You can run the 'help' action for a complete list of actions.

# GUIDE TO DOCUMENTATION

The documentation for Module::Build is broken up into three sections:

General Usage (Module::Build)

This is the document you are currently reading. It describes basic usage and background information. Its main purpose is to assist the user who wants to learn how to invoke and control Module::Build scripts at the command line.

Authoring Reference (Module::Build::Authoring)

This document describes the Module::Build API for authors who are writing Build.PL scripts for a distribution or controlling Module::Build processes programmatically. It describes the methods available as well as providing general information on subclassing Module::Build to alter and extend its behavior. Also, there is a section on controlling the Build process from other scripts, including how to construct an object and how to invoke actions through it from an external script.

Cookbook (Module::Build::Cookbook)

This document demonstrates how to accomplish many common tasks. It covers general command line usage and authoring of Build.PL scripts. Includes working examples.

# ACTIONS

There are some general principles at work here. First, each task when building a module is called an "action". These actions are listed above; they correspond to the building, testing, installing, packaging, etc., tasks.
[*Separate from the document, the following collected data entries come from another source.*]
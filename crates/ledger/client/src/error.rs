use alloy_primitives::{Address, U256};
use alloy_transport::TransportError;
use ledger_utils::parse::AddressParseError;
use ledger_utils::units::UnitsError;

use crate::manifest::ManifestError;
use crate::waiter::TransactionWaitingError;

pub type Result<T, E = Error> = std::result::Result<T, E>;

#[derive(Debug, thiserror::Error)]
pub enum Error {
    #[error("Cannot connect to blockchain network: {0}")]
    ProviderUnavailable(#[source] TransportError),
    #[error("Cannot connect to blockchain network: node is not listening")]
    NotListening,
    #[error(
        "Contract not deployed on network {network_id}. Available networks: {}",
        join_networks(.available)
    )]
    NetworkUnsupported { network_id: u64, available: Vec<u64> },
    #[error("No contract code found at address {address}")]
    ContractNotFound { address: Address },
    #[error("No accounts available")]
    NoAccounts,
    #[error(transparent)]
    Validation(#[from] ValidationError),
    #[error("`{method}` failed: {source}")]
    RpcCall {
        method: &'static str,
        #[source]
        source: TransportError,
    },
    #[error("Contract interface has no `{0}` function")]
    UnknownMethod(&'static str),
    #[error("`{method}` is not a {expected} function of the contract interface")]
    MethodKind { method: &'static str, expected: &'static str },
    #[error("Could not decode the output of `{method}`: {source}")]
    Decode {
        method: &'static str,
        #[source]
        source: alloy_sol_types::Error,
    },
    #[error("Product {0} is not populated")]
    EntityNotFound(u64),
    #[error("Value {0} does not fit in 64 bits")]
    ValueOverflow(U256),
    #[error(transparent)]
    Manifest(#[from] ManifestError),
    #[error(transparent)]
    TransactionWaiting(#[from] TransactionWaitingError),
    #[error("Session disconnected: {0}")]
    Disconnected(String),
}

impl Error {
    /// The message shown to the user for a failed operation.
    ///
    /// RPC failures are surfaced with the node's own message, untouched.
    pub fn user_message(&self) -> String {
        match self {
            Error::RpcCall { source, .. } => source.to_string(),
            Error::ProviderUnavailable(source) => source.to_string(),
            other => other.to_string(),
        }
    }

    /// Whether the error leaves the session unusable until the user reconnects.
    pub fn is_fatal(&self) -> bool {
        matches!(
            self,
            Error::ProviderUnavailable(_)
                | Error::NotListening
                | Error::NetworkUnsupported { .. }
                | Error::ContractNotFound { .. }
                | Error::NoAccounts
                | Error::Manifest(_)
                | Error::Disconnected(_)
        )
    }
}

/// Client-side input errors. Raised before any RPC call is issued.
#[derive(Debug, Clone, PartialEq, Eq, thiserror::Error)]
pub enum ValidationError {
    #[error("Please fill in all product fields")]
    IncompleteProduct,
    #[error("Please fill in all supplier fields")]
    IncompleteSupplier,
    #[error("Please select a product and enter transfer address")]
    IncompleteTransfer,
    #[error("Invalid Ethereum address format")]
    InvalidAddress(#[from] AddressParseError),
    #[error("Invalid price: {0}")]
    InvalidPrice(#[from] UnitsError),
    #[error("Invalid product id `{0}`")]
    InvalidProductId(String),
}

fn join_networks(networks: &[u64]) -> String {
    networks.iter().map(|id| id.to_string()).collect::<Vec<_>>().join(", ")
}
Second, arguments are processed in a very systematic way. Arguments are always key=value pairs. They may be specified at perl Build.PL time (i.e. perl Build.PL destdir=/my/secret/place), in which case their values last for the lifetime of the Build script. They may also be specified when executing a particular action (i.e. Build test verbose=1), in which case their values last only for the lifetime of that command. Per-action command line parameters take precedence over parameters specified at perl Build.PL time.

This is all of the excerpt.